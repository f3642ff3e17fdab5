//! Shape geometry generation from drag rectangles.

use crate::elements::ShapeKind;
use kurbo::{BezPath, Circle, Ellipse, Point, Rect, RoundedRect, Shape as KurboShape, Vec2};
use std::f64::consts::{FRAC_PI_2, PI};

/// Minimum drag extent (per axis) before a shape is generated.
pub const DRAG_THRESHOLD: f64 = 5.0;

/// Corner radius of rounded rectangles, as a fraction of the shorter side.
const ROUNDED_CORNER_RATIO: f64 = 0.2;

/// Inner/outer radius ratio of the star.
const STAR_INNER_RATIO: f64 = 0.4;

const STAR_POINTS: usize = 5;

/// Stylized heart outline in unit-box coordinates.
const HEART_OUTLINE: [(f64, f64); 7] = [
    (0.5, 0.25),
    (0.75, 0.0),
    (1.0, 0.3),
    (0.5, 1.0),
    (0.0, 0.3),
    (0.25, 0.0),
    (0.5, 0.25),
];

/// Concrete renderable geometry for a shape.
#[derive(Debug, Clone, PartialEq)]
pub enum ShapeGeometry {
    Rect { rect: Rect, corner_radius: f64 },
    Circle { center: Point, radius: f64 },
    Ellipse { center: Point, radius_x: f64, radius_y: f64 },
    /// Closed polygon through the vertices.
    Polygon { vertices: Vec<Point> },
    /// Open two-point segment, optionally with a terminal arrowhead.
    Segment { start: Point, end: Point, arrowhead: bool },
}

impl ShapeGeometry {
    pub fn bounds(&self) -> Rect {
        match self {
            ShapeGeometry::Rect { rect, .. } => *rect,
            ShapeGeometry::Circle { center, radius } => {
                Rect::from_center_size(*center, (radius * 2.0, radius * 2.0))
            }
            ShapeGeometry::Ellipse { center, radius_x, radius_y } => {
                Rect::from_center_size(*center, (radius_x * 2.0, radius_y * 2.0))
            }
            ShapeGeometry::Polygon { vertices } => vertices
                .iter()
                .skip(1)
                .fold(
                    vertices.first().map(|p| Rect::from_points(*p, *p)).unwrap_or(Rect::ZERO),
                    |r, p| r.union_pt(*p),
                ),
            ShapeGeometry::Segment { start, end, .. } => Rect::from_points(*start, *end),
        }
    }

    /// Vertices of polygonal geometry; empty for curves and rectangles.
    pub fn vertices(&self) -> &[Point] {
        match self {
            ShapeGeometry::Polygon { vertices } => vertices,
            _ => &[],
        }
    }

    /// Whether a fill applies to this geometry.
    pub fn is_closed(&self) -> bool {
        !matches!(self, ShapeGeometry::Segment { .. })
    }

    /// Outline path for rendering.
    pub fn to_path(&self) -> BezPath {
        match self {
            ShapeGeometry::Rect { rect, corner_radius } if *corner_radius > 0.0 => {
                RoundedRect::from_rect(*rect, *corner_radius).to_path(0.1)
            }
            ShapeGeometry::Rect { rect, .. } => rect.to_path(0.1),
            ShapeGeometry::Circle { center, radius } => Circle::new(*center, *radius).to_path(0.1),
            ShapeGeometry::Ellipse { center, radius_x, radius_y } => {
                Ellipse::new(*center, (*radius_x, *radius_y), 0.0).to_path(0.1)
            }
            ShapeGeometry::Polygon { vertices } => {
                let mut path = BezPath::new();
                if let Some(first) = vertices.first() {
                    path.move_to(*first);
                    for v in vertices.iter().skip(1) {
                        path.line_to(*v);
                    }
                    path.close_path();
                }
                path
            }
            ShapeGeometry::Segment { start, end, .. } => {
                let mut path = BezPath::new();
                path.move_to(*start);
                path.line_to(*end);
                path
            }
        }
    }

    /// Arrowhead triangle (tip, left barb, right barb) sized for `stroke_width`.
    pub fn arrowhead(&self, stroke_width: f64) -> Option<[Point; 3]> {
        let ShapeGeometry::Segment { start, end, arrowhead: true } = self else {
            return None;
        };
        let dir = *end - *start;
        let len = dir.hypot();
        if len < f64::EPSILON {
            return None;
        }
        let unit = dir / len;
        let head_len = (stroke_width * 4.0).max(10.0).min(len);
        let normal = Vec2::new(-unit.y, unit.x) * head_len * 0.5;
        let base = *end - unit * head_len;
        Some([*end, base + normal, base - normal])
    }
}

/// A generated shape: the normalized drag box plus its geometry.
#[derive(Debug, Clone, PartialEq)]
pub struct GeneratedShape {
    pub kind: ShapeKind,
    pub bounds: Rect,
    pub geometry: ShapeGeometry,
}

/// Map a drag from `start` to `end` to a shape, or `None` for a click-without-drag.
///
/// Every kind needs at least [`DRAG_THRESHOLD`] on both axes, lines and
/// arrows included.
pub fn generate_shape(start: Point, end: Point, kind: ShapeKind) -> Option<GeneratedShape> {
    generate_shape_with_threshold(start, end, kind, DRAG_THRESHOLD)
}

pub fn generate_shape_with_threshold(
    start: Point,
    end: Point,
    kind: ShapeKind,
    threshold: f64,
) -> Option<GeneratedShape> {
    let bounds = Rect::from_points(start, end);
    if bounds.width() < threshold || bounds.height() < threshold {
        return None;
    }
    let geometry = if kind.is_linear() {
        segment(kind, start, end)
    } else {
        shape_geometry(kind, bounds)
    };
    Some(GeneratedShape { kind, bounds, geometry })
}

/// Geometry for a two-point kind.
pub fn segment(kind: ShapeKind, start: Point, end: Point) -> ShapeGeometry {
    ShapeGeometry::Segment {
        start,
        end,
        arrowhead: kind == ShapeKind::Arrow,
    }
}

/// Geometry for `kind` laid out in `rect`.
pub fn shape_geometry(kind: ShapeKind, rect: Rect) -> ShapeGeometry {
    let center = rect.center();
    let (width, height) = (rect.width(), rect.height());
    let half_min = width.min(height) / 2.0;

    match kind {
        ShapeKind::Rectangle => ShapeGeometry::Rect {
            rect,
            corner_radius: 0.0,
        },
        ShapeKind::RoundedRectangle => ShapeGeometry::Rect {
            rect,
            corner_radius: ROUNDED_CORNER_RATIO * width.min(height),
        },
        ShapeKind::Circle => ShapeGeometry::Circle {
            center,
            radius: half_min,
        },
        ShapeKind::Ellipse => ShapeGeometry::Ellipse {
            center,
            radius_x: width / 2.0,
            radius_y: height / 2.0,
        },
        ShapeKind::Triangle => ShapeGeometry::Polygon {
            vertices: vec![
                Point::new(center.x, rect.y0),
                Point::new(rect.x0, rect.y1),
                Point::new(rect.x1, rect.y1),
            ],
        },
        ShapeKind::Diamond => ShapeGeometry::Polygon {
            vertices: vec![
                Point::new(center.x, rect.y0),
                Point::new(rect.x1, center.y),
                Point::new(center.x, rect.y1),
                Point::new(rect.x0, center.y),
            ],
        },
        ShapeKind::Star => ShapeGeometry::Polygon {
            vertices: star_vertices(center, half_min, half_min * STAR_INNER_RATIO),
        },
        ShapeKind::Polygon => ShapeGeometry::Polygon {
            vertices: regular_polygon(center, half_min, 5),
        },
        ShapeKind::Hexagon => ShapeGeometry::Polygon {
            vertices: regular_polygon(center, half_min, 6),
        },
        ShapeKind::Heart => ShapeGeometry::Polygon {
            vertices: HEART_OUTLINE
                .iter()
                .map(|&(u, v)| Point::new(rect.x0 + u * width, rect.y0 + v * height))
                .collect(),
        },
        ShapeKind::Line | ShapeKind::Arrow => {
            segment(kind, Point::new(rect.x0, rect.y0), Point::new(rect.x1, rect.y1))
        }
    }
}

/// Alternating outer/inner vertices, starting at the top.
fn star_vertices(center: Point, outer: f64, inner: f64) -> Vec<Point> {
    let step = PI / STAR_POINTS as f64;
    (0..STAR_POINTS * 2)
        .map(|i| {
            let radius = if i % 2 == 0 { outer } else { inner };
            let angle = -FRAC_PI_2 + step * i as f64;
            center + Vec2::from_angle(angle) * radius
        })
        .collect()
}

/// `sides` vertices evenly spaced on a circle, starting at the top.
fn regular_polygon(center: Point, radius: f64, sides: usize) -> Vec<Point> {
    let step = 2.0 * PI / sides as f64;
    (0..sides)
        .map(|i| center + Vec2::from_angle(-FRAC_PI_2 + step * i as f64) * radius)
        .collect()
}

» Your goal
In the listing above, please print only the lines from the first one to the line where "pub const DRAG_THRESHOLD: f64 = 5.0;" appears, exactly as written, both of those lines included.

» Result for this exercise
repository f3642ff3e17fdab5
//! Shape geometry generation from drag rectangles.

use crate::elements::ShapeKind;
use kurbo::{BezPath, Circle, Ellipse, Point, Rect, RoundedRect, Shape as KurboShape, Vec2};
use std::f64::consts::{FRAC_PI_2, PI};

/// Minimum drag extent (per axis) before a shape is generated.
pub const DRAG_THRESHOLD: f64 = 5.0;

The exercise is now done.